Home-based cessation programs in rural Appalachia Ohio and Kentucky.
A community sample of pregnant smokers (N = 17).
Participants completed demographic and smoking-related questionnaires and were assigned to CM (n = 7) or SCHB (n = 10) conditions. Smoking status was assessed monthly using breath carbon monoxide and urinary cotinine.
For CM, two of seven (28.57%) of the participants achieved abstinence, and three of 10 (30%) of those enrolled in SCHB were abstinent by late in pregnancy. Participants in CM attained abstinence more rapidly than those in SCHB. However, those in SCHB experienced less relapse to smoking, and a greater percentage of these participants reduced their smoking by at least 50%.

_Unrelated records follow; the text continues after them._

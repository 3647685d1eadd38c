use std::collections::HashMap;
use std::env::VarError;

use super::*;

fn lookup_from_map<'a>(
    map: &'a HashMap<&'a str, &'a str>,
) -> impl Fn(&str) -> Result<String, VarError> + 'a {
    move |key| {
        map.get(key)
            .map(|v| (*v).to_string())
            .ok_or(VarError::NotPresent)
    }
}

#[test]
fn build_app_config_succeeds_with_empty_env() {
    let map: HashMap<&str, &str> = HashMap::new();
    let result = build_app_config(lookup_from_map(&map));
    assert!(result.is_ok(), "expected Ok, got: {result:?}");
    let cfg = result.unwrap();
    assert_eq!(cfg.categories_path, PathBuf::from("./config/categories.yaml"));
    assert_eq!(cfg.data_dir, PathBuf::from("./data"));
    assert_eq!(
        cfg.report_path,
        PathBuf::from("./data/checked_combined_data.json")
    );
    assert_eq!(cfg.cookies_path, PathBuf::from("./cookies_raw.json"));
    assert_eq!(cfg.diagnostics_dir, PathBuf::from("./diagnostics"));
    assert_eq!(cfg.log_level, "info");
    assert_eq!(cfg.site_origin.as_str(), "https://shop-id.tokopedia.com/");
    assert_eq!(cfg.max_cycles, 5);
    assert_eq!(cfg.load_wait_ms, 5000);
    assert_eq!(cfg.expand_dwell_ms, 3000);
    assert_eq!(cfg.max_expansions, 500);
    assert_eq!(cfg.max_concurrent_categories, 1);
    assert_eq!(cfg.request_timeout_secs, 30);
    assert_eq!(cfg.user_agent, DEFAULT_USER_AGENT);
    assert_eq!(cfg.max_retries, 2);
    assert_eq!(cfg.backoff_base_secs, 1);
}

#[test]
fn max_cycles_override() {
    let mut map = HashMap::new();
    map.insert("HARVEST_MAX_CYCLES", "2");
    let cfg = build_app_config(lookup_from_map(&map)).unwrap();
    assert_eq!(cfg.max_cycles, 2);
}

#[test]
fn max_cycles_zero_is_rejected() {
    let mut map = HashMap::new();
    map.insert("HARVEST_MAX_CYCLES", "0");
    let result = build_app_config(lookup_from_map(&map));
    assert!(
        matches!(result, Err(ConfigError::InvalidEnvVar { ref var, .. }) if var == "HARVEST_MAX_CYCLES"),
        "expected InvalidEnvVar(HARVEST_MAX_CYCLES), got: {result:?}"
    );
}

#[test]
fn max_cycles_invalid() {
    let mut map = HashMap::new();
    map.insert("HARVEST_MAX_CYCLES", "five");
    let result = build_app_config(lookup_from_map(&map));
    assert!(
        matches!(result, Err(ConfigError::InvalidEnvVar { ref var, .. }) if var == "HARVEST_MAX_CYCLES"),
        "expected InvalidEnvVar(HARVEST_MAX_CYCLES), got: {result:?}"
    );
}

#[test]
fn expand_dwell_ms_override() {
    let mut map = HashMap::new();
    map.insert("HARVEST_EXPAND_DWELL_MS", "250");
    let cfg = build_app_config(lookup_from_map(&map)).unwrap();
    assert_eq!(cfg.expand_dwell_ms, 250);
}

#[test]
fn load_wait_ms_invalid() {
    let mut map = HashMap::new();
    map.insert("HARVEST_LOAD_WAIT_MS", "-1");
    let result = build_app_config(lookup_from_map(&map));
    assert!(
        matches!(result, Err(ConfigError::InvalidEnvVar { ref var, .. }) if var == "HARVEST_LOAD_WAIT_MS"),
        "expected InvalidEnvVar(HARVEST_LOAD_WAIT_MS), got: {result:?}"
    );
}

#[test]
fn max_concurrent_categories_override() {
    let mut map = HashMap::new();
    map.insert("HARVEST_MAX_CONCURRENT_CATEGORIES", "2");
    let cfg = build_app_config(lookup_from_map(&map)).unwrap();
    assert_eq!(cfg.max_concurrent_categories, 2);
}

#[test]
fn max_expansions_invalid() {
    let mut map = HashMap::new();
    map.insert("HARVEST_MAX_EXPANSIONS", "lots");
    let result = build_app_config(lookup_from_map(&map));
    assert!(
        matches!(result, Err(ConfigError::InvalidEnvVar { ref var, .. }) if var == "HARVEST_MAX_EXPANSIONS"),
        "expected InvalidEnvVar(HARVEST_MAX_EXPANSIONS), got: {result:?}"
    );
}

#[test]
fn site_origin_override() {
    let mut map = HashMap::new();
    map.insert("HARVEST_SITE_ORIGIN", "https://shop.example.com");
    let cfg = build_app_config(lookup_from_map(&map)).unwrap();
    assert_eq!(cfg.site_origin.host_str(), Some("shop.example.com"));
}

#[test]
fn site_origin_rejects_non_url() {
    let mut map = HashMap::new();
    map.insert("HARVEST_SITE_ORIGIN", "shop.example.com");
    let result = build_app_config(lookup_from_map(&map));
    assert!(
        matches!(result, Err(ConfigError::InvalidEnvVar { ref var, .. }) if var == "HARVEST_SITE_ORIGIN"),
        "expected InvalidEnvVar(HARVEST_SITE_ORIGIN), got: {result:?}"
    );
}

#[test]
fn site_origin_rejects_non_http_scheme() {
    let mut map = HashMap::new();
    map.insert("HARVEST_SITE_ORIGIN", "mailto:shop@example.com");
    let result = build_app_config(lookup_from_map(&map));
    assert!(
        matches!(result, Err(ConfigError::InvalidEnvVar { ref var, .. }) if var == "HARVEST_SITE_ORIGIN"),
        "expected InvalidEnvVar(HARVEST_SITE_ORIGIN), got: {result:?}"
    );
}

#[test]
fn path_overrides() {
    let mut map = HashMap::new();
    map.insert("HARVEST_DATA_DIR", "/var/lib/harvest");
    map.insert("HARVEST_COOKIES_PATH", "/etc/harvest/cookies.json");
    let cfg = build_app_config(lookup_from_map(&map)).unwrap();
    assert_eq!(cfg.data_dir, PathBuf::from("/var/lib/harvest"));
    assert_eq!(cfg.cookies_path, PathBuf::from("/etc/harvest/cookies.json"));
}

#[test]
fn user_agent_override() {
    let mut map = HashMap::new();
    map.insert("HARVEST_USER_AGENT", "custom-agent/2.0");
    let cfg = build_app_config(lookup_from_map(&map)).unwrap();
    assert_eq!(cfg.user_agent, "custom-agent/2.0");
}

#[test]
fn retry_settings_override() {
    let mut map = HashMap::new();
    map.insert("HARVEST_MAX_RETRIES", "0");
    map.insert("HARVEST_BACKOFF_BASE_SECS", "4");
    let cfg = build_app_config(lookup_from_map(&map)).unwrap();
    assert_eq!(cfg.max_retries, 0);
    assert_eq!(cfg.backoff_base_secs, 4);
}

#[test]
fn max_retries_invalid() {
    let mut map = HashMap::new();
    map.insert("HARVEST_MAX_RETRIES", "-3");
    let result = build_app_config(lookup_from_map(&map));
    assert!(
        matches!(result, Err(ConfigError::InvalidEnvVar { ref var, .. }) if var == "HARVEST_MAX_RETRIES"),
        "expected InvalidEnvVar(HARVEST_MAX_RETRIES), got: {result:?}"
    );
}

Based on this initial evaluation, the web-based CM and SCHB programs appeared to be feasible for use with rural pregnant smokers with acceptable program adherence for both approaches. Future researchers could explore combining these programs to capitalize on the strengths of each, for example, rapid smoking cessation based on CM incentives and better sustained cessation or reductions in smoking facilitated by the counseling support of SCHB.
评估一项基于网络的应急管理项目(CM)和一项通过电话提供的戒烟咨询项目(健康生育戒烟项目[SCHB]),该评估针对阿巴拉契亚农村地区怀孕的吸烟者,这些吸烟者在入组时妊娠≤12周。
两组随机设计。
俄亥俄州和肯塔基州阿巴拉契亚农村地区的家庭戒烟项目。
怀孕吸烟者的社区样本(N = 17)。
参与者完成人口统计学和吸烟相关问卷,并被分配到CM组(n = 7)或SCHB组(n = 10)。每月使用呼气一氧化碳和尿可替宁评估吸烟状况。
对于CM组,7名参与者中有2名(28.57%)实现了戒烟,而SCHB组的10名参与者中有3名(30%)在妊娠后期戒烟。CM组的参与者比SCHB组的参与者戒烟速度更快。然而,SCHB组的参与者吸烟复吸较少,并且这些参与者中有更大比例至少减少了50%的吸烟量。
基于这一初步评估,基于网络的CM项目和SCHB项目对于农村怀孕吸烟者似乎是可行的,两种方法的项目依从性都可以接受。未来的研究人员可以探索将这些项目结合起来,以利用每个项目的优势,例如,基于CM激励措施的快速戒烟,以及由SCHB的咨询支持促进更好地持续戒烟或减少吸烟量。